Ma in quel periodo registrò anche pensieri e situazioni degne di fantascienza: diventare di colore fluorescente o extraterrestre a causa del trattamento radioattivo, e perfino un momento di suspense cinematografica quando una notte ebbe paura di una presenza spettrale. A questo proposito ammette: “Ho molta paura, e pensavo che sarei andata a vivere da sola in una casa che non era mia, e ho anche chiesto a María se un ladro non potesse entrare da qualche parte, e ad un certo punto Avevo paura.” “.

Tra i riferimenti letterari c’è anche la poesia di Katherine Mansfield, e un romanzo di Silvya Plath, ‘La campana di vetro’, che ha letto poco prima del parto. Da qui ha tratto un’idea sulla “tragica linea della giovinezza, che suggerisce che ci sono molte opzioni, e poi si perdono. Mi interessava la sua idea secondo cui si possono vivere gli eventi in due modi: tragici o comici. È come il film di Woody Allen, Melinda e Melinda. È la stessa storia nella versione tragedia e in quella commedia. Tutto viene vissuto secondo il punto di vista, e io ne stavo elaborando una parte.”

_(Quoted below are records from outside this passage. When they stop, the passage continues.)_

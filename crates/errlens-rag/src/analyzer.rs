// Analyzer - one analysis unit in, one result out
// Model invocation and schema repair are bounded loops; nothing here aborts the batch.

use std::sync::Arc;
use std::time::Duration;

use errlens_core::{AnalysisUnit, LogLevel};
use tokio::time::sleep;
use tracing::{debug, warn};

use crate::llm_client::{LlmClient, LlmError};
use crate::prompt::PromptBuilder;
use crate::response::{parse_model_output, ModelAnalysis, SchemaError};
use crate::result::{AnalysisResult, HistoryReference, ResultStatus, Severity};
use crate::scorer::ConfidenceScorer;

#[derive(Debug, Clone, Copy, PartialEq)]
pub struct RetryPolicy {
    /// total model invocations allowed per unit
    pub max_attempts: u32,
    /// base delay before retrying a failed invocation, doubled each time
    pub backoff: Duration,
}

impl RetryPolicy {
    pub fn new(max_attempts: u32, backoff: Duration) -> Self {
        Self {
            max_attempts: max_attempts.max(1),
            backoff,
        }
    }

    fn delay_for(&self, failures: u32, err: &LlmError) -> Duration {
        let exp = failures.saturating_sub(1).min(6);
        let delay = self.backoff * 2u32.pow(exp);
        match err {
            LlmError::RateLimited(_) => delay * 2,
            _ => delay,
        }
    }
}

impl Default for RetryPolicy {
    fn default() -> Self {
        Self::new(3, Duration::from_millis(500))
    }
}

/// What the history index gave us for this unit
#[derive(Debug, Clone)]
pub enum HistoryContext {
    Retrieved(Vec<HistoryReference>),
    /// index unreachable; the cause is kept for logging
    Unavailable(String),
}

impl HistoryContext {
    pub fn references(&self) -> &[HistoryReference] {
        match self {
            HistoryContext::Retrieved(refs) => refs,
            HistoryContext::Unavailable(_) => &[],
        }
    }

    pub fn is_unavailable(&self) -> bool {
        matches!(self, HistoryContext::Unavailable(_))
    }

    fn similarities(&self) -> Option<Vec<f32>> {
        match self {
            HistoryContext::Retrieved(refs) => Some(refs.iter().map(|r| r.similarity).collect()),
            HistoryContext::Unavailable(_) => None,
        }
    }
}

#[derive(Debug, Clone)]
pub struct AnalysisOutcome {
    pub result: AnalysisResult,
    /// validated self-reported confidence, before scoring
    pub model_confidence: Option<f32>,
    pub invocations: u32,
}

enum Failure {
    Invocation(LlmError),
    Schema(SchemaError),
}

pub struct Analyzer {
    client: Arc<dyn LlmClient>,
    prompts: PromptBuilder,
    retry: RetryPolicy,
    scorer: ConfidenceScorer,
}

impl Analyzer {
    pub fn new(client: Arc<dyn LlmClient>) -> Self {
        Self {
            client,
            prompts: PromptBuilder::default(),
            retry: RetryPolicy::default(),
            scorer: ConfidenceScorer::default(),
        }
    }

    pub fn with_prompts(mut self, prompts: PromptBuilder) -> Self {
        self.prompts = prompts;
        self
    }

    pub fn with_retry(mut self, retry: RetryPolicy) -> Self {
        self.retry = retry;
        self
    }

    pub fn with_scorer(mut self, scorer: ConfidenceScorer) -> Self {
        self.scorer = scorer;
        self
    }

    pub fn model(&self) -> &str {
        self.client.model()
    }

    /// Analyze one unit. Always yields a result: OK, or DEGRADED after schema
    /// repair ran out, or FAILED when the model could not be invoked.
    pub async fn analyze(&self, unit: &AnalysisUnit, context: HistoryContext) -> AnalysisOutcome {
        let references: Vec<HistoryReference> = context
            .references()
            .iter()
            .take(self.prompts.max_history())
            .cloned()
            .collect();
        let base_prompt = self.prompts.build(unit, &references);
        let mut prompt = base_prompt.clone();

        let error_message = unit.error_message();
        let fallback_severity = Severity::from_log_level(
            unit.dominant_entry().map(|e| e.level).unwrap_or(LogLevel::Unknown),
        );

        let mut invocations = 0;
        let mut invocation_failures = 0;
        let mut last_failure: Option<Failure> = None;

        while invocations < self.retry.max_attempts {
            if let Some(Failure::Invocation(err)) = &last_failure {
                sleep(self.retry.delay_for(invocation_failures, err)).await;
            }

            invocations += 1;
            let raw = match self.client.generate(&prompt).await {
                Ok(raw) => raw,
                Err(err) => {
                    invocation_failures += 1;
                    warn!(
                        fingerprint = %unit.fingerprint,
                        attempt = invocations,
                        class = err.class(),
                        error = %err,
                        "Model invocation failed"
                    );
                    let retryable = err.is_retryable();
                    last_failure = Some(Failure::Invocation(err));
                    if !retryable {
                        break;
                    }
                    continue;
                }
            };

            match parse_model_output(&raw) {
                Ok(model) => {
                    debug!(fingerprint = %unit.fingerprint, attempt = invocations, "Model response accepted");
                    let confidence = model.confidence;
                    let result = self.finish(unit, error_message, model, references, &context);
                    return AnalysisOutcome {
                        result,
                        model_confidence: Some(confidence),
                        invocations,
                    };
                }
                Err(err) => {
                    warn!(
                        fingerprint = %unit.fingerprint,
                        attempt = invocations,
                        class = "schema",
                        error = %err,
                        "Model response rejected"
                    );
                    prompt = self.prompts.corrective(&base_prompt, &err);
                    last_failure = Some(Failure::Schema(err));
                }
            }
        }

        let mut result = match last_failure {
            Some(Failure::Schema(err)) => {
                warn!(fingerprint = %unit.fingerprint, invocations, cause = %err, "Unit degraded");
                AnalysisResult::degraded(
                    error_message,
                    fallback_severity,
                    format!("model output rejected after {} attempts: {}", invocations, err),
                )
            }
            Some(Failure::Invocation(err)) => {
                warn!(fingerprint = %unit.fingerprint, invocations, cause = %err, "Unit failed");
                AnalysisResult::failed(
                    error_message,
                    fallback_severity,
                    format!("model invocation failed after {} attempts: {}", invocations, err),
                )
            }
            None => AnalysisResult::failed(error_message, fallback_severity, "model was never invoked"),
        };
        result.no_history_context = context.is_unavailable();
        result.truncated = unit.representative_chunk.truncated;

        AnalysisOutcome {
            result,
            model_confidence: None,
            invocations,
        }
    }

    fn finish(
        &self,
        unit: &AnalysisUnit,
        error_message: String,
        model: ModelAnalysis,
        references: Vec<HistoryReference>,
        context: &HistoryContext,
    ) -> AnalysisResult {
        let similarities = context.similarities();
        let confidence_score = self.scorer.score(model.confidence, similarities.as_deref());

        let error_message = if error_message.trim().is_empty() {
            model.error_message.unwrap_or(error_message)
        } else {
            error_message
        };

        AnalysisResult {
            error_message,
            explanation: model.explanation,
            possible_causes: model.possible_causes,
            severity: model.severity,
            recommendations: model.recommendations,
            confidence_score,
            similar_history: references,
            status: ResultStatus::Ok,
            no_history_context: context.is_unavailable(),
            truncated: unit.representative_chunk.truncated,
            failure_cause: None,
        }
    }
}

Il libro Camp si legge come un diario personale, ma può essere anche una storia, o tante, o degli haiku. In una prosa limpida, ogni giorno raccontato da Irina funziona come una micro-storia. A questo proposito ha spiegato: “Mi sono preoccupato molto di come suonasse ogni parte, più che di raccontare tante cose. Gli amici mi hanno detto che dirà di più. Ma mi interessava di più l’effetto che una domanda, un’immagine, un silenzio producono sulla pagina di una sola frase. Il romanzo di poesia di Kamenszain circola sempre».